DIRECTIONS: From the listing below, extract every line containing "ScriptedBackend".

DATA FOR THIS TASK:
//! Scripted Backend
//!
//! A deterministic [`LlmBackend`] for tests and offline demos. It replays a
//! fixed list of fragments, can be told to fail at a chosen point, and records
//! every call so tests can assert on what the relay asked for.
//!
//! Clones share state, so a test can keep one handle while the server owns
//! another.

use std::sync::Arc;

use async_trait::async_trait;
use futures::StreamExt;
use parking_lot::Mutex;
use tokio::sync::mpsc;
use tokio_stream::wrappers::ReceiverStream;
use tokio_util::sync::CancellationToken;

use super::traits::{BackendError, FragmentStream, LlmBackend, ModelInfo};
use crate::messages::HistoryEntry;

/// A call observed by a [`ScriptedBackend`]
#[derive(Clone, Debug, PartialEq, Eq)]
pub enum BackendCall {
    /// `describe_image` was called
    DescribeImage {
        /// Vision model requested
        model: String,
        /// Decoded image bytes
        image: Vec<u8>,
    },
    /// `stream_chat` was called
    StreamChat {
        /// Chat model requested
        model: String,
        /// Messages sent to the model
        messages: Vec<HistoryEntry>,
    },
    /// `list_models` was called
    ListModels,
}

#[derive(Debug)]
struct Script {
    fragments: Vec<String>,
    fail_after: Option<(usize, String)>,
    open_error: Option<String>,
    image_result: Result<String, String>,
    models: Result<Vec<ModelInfo>, String>,
    hold_open: bool,
    healthy: bool,
}

#[derive(Debug, Default)]
struct Recorded {
    calls: Vec<BackendCall>,
    cancel_tokens: Vec<CancellationToken>,
}

/// Deterministic in-process backend
#[derive(Clone, Debug)]
pub struct ScriptedBackend {
    script: Arc<Mutex<Script>>,
    recorded: Arc<Mutex<Recorded>>,
}

impl ScriptedBackend {
    /// Backend that streams `fragments` and then completes
    pub fn new<I, S>(fragments: I) -> Self
    where
        I: IntoIterator<Item = S>,
        S: Into<String>,
    {
        Self {
            script: Arc::new(Mutex::new(Script {
                fragments: fragments.into_iter().map(Into::into).collect(),
                fail_after: None,
                open_error: None,
                image_result: Ok("an image".to_string()),
                models: Ok(Vec::new()),
                hold_open: false,
                healthy: true,
            })),
            recorded: Arc::new(Mutex::new(Recorded::default())),
        }
    }

    /// Emit only the first `k` fragments, then fail with `message`
    #[must_use]
    pub fn failing_after(self, k: usize, message: impl Into<String>) -> Self {
        self.script.lock().fail_after = Some((k, message.into()));
        self
    }

    /// Refuse to open the stream at all
    #[must_use]
    pub fn failing_open(self, message: impl Into<String>) -> Self {
        self.script.lock().open_error = Some(message.into());
        self
    }

    /// Answer image descriptions with `description`
    #[must_use]
    pub fn with_image_description(self, description: impl Into<String>) -> Self {
        self.script.lock().image_result = Ok(description.into());
        self
    }

    /// Fail image descriptions with `message`
    #[must_use]
    pub fn failing_image(self, message: impl Into<String>) -> Self {
        self.script.lock().image_result = Err(message.into());
        self
    }

    /// Models reported by `list_models`
    #[must_use]
    pub fn with_models(self, models: Vec<ModelInfo>) -> Self {
        self.script.lock().models = Ok(models);
        self
    }

    /// Fail `list_models` with `message`
    #[must_use]
    pub fn failing_models(self, message: impl Into<String>) -> Self {
        self.script.lock().models = Err(message.into());
        self
    }

    /// Keep the stream open after the last fragment until cancelled
    #[must_use]
    pub fn held_open(self) -> Self {
        self.script.lock().hold_open = true;
        self
    }

    /// Report the backend as unreachable from `health_check`
    #[must_use]
    pub fn unhealthy(self) -> Self {
        self.script.lock().healthy = false;
        self
    }

    /// Calls observed so far, in order
    #[must_use]
    pub fn calls(&self) -> Vec<BackendCall> {
        self.recorded.lock().calls.clone()
    }

    /// Cancellation token handed to the most recent `stream_chat`
    #[must_use]
    pub fn last_cancel_token(&self) -> Option<CancellationToken> {
        self.recorded.lock().cancel_tokens.last().cloned()
    }

    /// Whether any stream handed out so far has been cancelled
    #[must_use]
    pub fn was_cancelled(&self) -> bool {
        self.recorded
            .lock()
            .cancel_tokens
            .iter()
            .any(CancellationToken::is_cancelled)
    }

    fn record(&self, call: BackendCall) {
        self.recorded.lock().calls.push(call);
    }
}

impl Default for ScriptedBackend {
    fn default() -> Self {
        Self::new(Vec::<String>::new())
    }
}

#[async_trait]
impl LlmBackend for ScriptedBackend {
    fn name(&self) -> &'static str {
        "Scripted"
    }

    async fn health_check(&self) -> bool {
        self.script.lock().healthy
    }

    async fn describe_image(&self, model: &str, image: &[u8]) -> Result<String, BackendError> {
        self.record(BackendCall::DescribeImage {
            model: model.to_string(),
            image: image.to_vec(),
        });
        self.script
            .lock()
            .image_result
            .clone()
            .map_err(BackendError::Model)
    }

    async fn stream_chat(
        &self,
        model: &str,
        messages: Vec<HistoryEntry>,
        cancel: CancellationToken,
    ) -> Result<FragmentStream, BackendError> {
        self.record(BackendCall::StreamChat {
            model: model.to_string(),
            messages,
        });

        let (fragments, fail_after, hold_open) = {
            let script = self.script.lock();
            if let Some(message) = &script.open_error {
                return Err(BackendError::Http(message.clone()));
            }
            (
                script.fragments.clone(),
                script.fail_after.clone(),
                script.hold_open,
            )
        };
        self.recorded.lock().cancel_tokens.push(cancel.clone());

        let (tx, rx) = mpsc::channel(8);
        tokio::spawn(async move {
            let emitted = fail_after
                .as_ref()
                .map_or(fragments.len(), |(k, _)| (*k).min(fragments.len()));

            for fragment in fragments.into_iter().take(emitted) {
                tokio::select! {
                    () = cancel.cancelled() => return,
                    sent = tx.send(Ok(fragment)) => {
                        if sent.is_err() {
                            return;
                        }
                    }
                }
            }

            if let Some((_, message)) = fail_after {
                let _ = tx.send(Err(BackendError::Model(message))).await;
                return;
            }

            if hold_open {
                cancel.cancelled().await;
            }
        });

        Ok(ReceiverStream::new(rx).boxed())
    }

    async fn list_models(&self) -> Result<Vec<ModelInfo>, BackendError> {
        self.record(BackendCall::ListModels);
        self.script.lock().models.clone().map_err(BackendError::Http)
    }
}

ANSWER FOR THE TASK:
/// A call observed by a [`ScriptedBackend`]
pub struct ScriptedBackend {
impl ScriptedBackend {
impl Default for ScriptedBackend {
impl LlmBackend for ScriptedBackend {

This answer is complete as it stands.